Energy efficiency is a top priority for all data center owners. As scientists and researchers globally explore a multitude of options for conserving data center resources, an innovative concept has come to light in the IEEE Spectrum Report. The concept has been envisioned by TeraCool, a company based in Cambridge, MA, and the entire idea is based around the exhaustive needs of cooling required for data centers.
Some data centers are fortunate to have natural cooling from the environment surrounding them to aid their cooling needs. Others, however, don’t have this luxury and have to find other means for cooling. For those planning to build data centers, the concept suggested by TeraCool promotes an energy efficient collaboration between data centers and liquified natural gas (LNG) facilities. Data centers can receive enormous amount of free cooling if placed next to a LNG storage tank facility.

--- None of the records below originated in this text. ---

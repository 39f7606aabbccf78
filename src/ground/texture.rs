//! Toroidally sampled RGBA8 map texture

use glam::Vec2;

use crate::consts::BYTES_PER_PIXEL;
use crate::error::{CoreError, CoreResult};
use crate::wrap_coord;

/// Borrowed view of the ground map, addressed with wrap-around
#[derive(Debug, Clone, Copy)]
pub struct MapTexture<'a> {
    texels: &'a [[u8; 4]],
    width: i32,
    height: i32,
}

/// Checked `width * height * 4`
pub(crate) fn rgba_len(what: &'static str, width: usize, height: usize) -> CoreResult<usize> {
    if width == 0 || height == 0 {
        return Err(CoreError::ZeroDimension {
            what,
            width,
            height,
        });
    }
    width
        .checked_mul(height)
        .and_then(|n| n.checked_mul(BYTES_PER_PIXEL))
        .ok_or(CoreError::DimensionOverflow(width.max(height)))
}

impl<'a> MapTexture<'a> {
    /// Wrap a row-major RGBA8 byte buffer of `width x height` texels
    ///
    /// Trailing bytes past the last texel are ignored.
    pub fn new(bytes: &'a [u8], width: usize, height: usize) -> CoreResult<Self> {
        let expected = rgba_len("map texture", width, height)?;
        if bytes.len() < expected {
            return Err(CoreError::TextureSize {
                expected,
                actual: bytes.len(),
            });
        }
        let to_i32 = |v: usize| i32::try_from(v).map_err(|_| CoreError::DimensionOverflow(v));
        let texels = bytemuck::try_cast_slice(&bytes[..expected])
            .map_err(|_| CoreError::NotRgba(expected))?;

        Ok(Self {
            texels,
            width: to_i32(width)?,
            height: to_i32(height)?,
        })
    }

    #[inline]
    pub fn width(&self) -> usize {
        self.width as usize
    }

    #[inline]
    pub fn height(&self) -> usize {
        self.height as usize
    }

    /// Nearest texel at a world position, alpha forced opaque
    ///
    /// Coordinates truncate toward zero before wrapping.
    #[inline]
    pub fn sample(&self, pos: Vec2) -> [u8; 4] {
        let mx = wrap_coord(pos.x as i32, self.width);
        let my = wrap_coord(pos.y as i32, self.height);
        let [r, g, b, _] = self.texels[my as usize * self.width as usize + mx as usize];
        [r, g, b, 255]
    }
}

Here is a basic breakdown of what the collaboration between LNG facilities and data centers could look like:
LNG practice a standard industry procedure of liquefying natural gas so that it can be easily shipped to locations where it can be best utilized. As a result of the liquefying process, as much as 600 times the gas can be transported using the same container space on the ship. The cooling process brings down the temperature of the gas to minus 162 degrees Celsius. When this temperature is reached, the LNG is heated so as to vaporize it so that it can then be distributed through the pipe distribution network. The byproduct of this heating process is a significant amount of cooling, industrially known as refrigeration capacity.
The collaboration between data centers and LNG plants suggests building an exchange loop between the two so that heat produced in the data center can be transported in liquid form and can be used to vaporize the LNG. On the other side of the coin, the cooling produced during liquefaction can be transported to the data center and used for equipment cooling.
The idea, though revolutionary and apparently risky, is currently being evaluated for further development. The myths associated with security around LNG facilities and the decreasing number of LNG receiving terminals in the USA are the major roadblocks around successful commercializing of this concept. However, if taken forward, data center and LNG facility collaboration has the potential of eliminating 550,000 tons of greenhouse gas annually.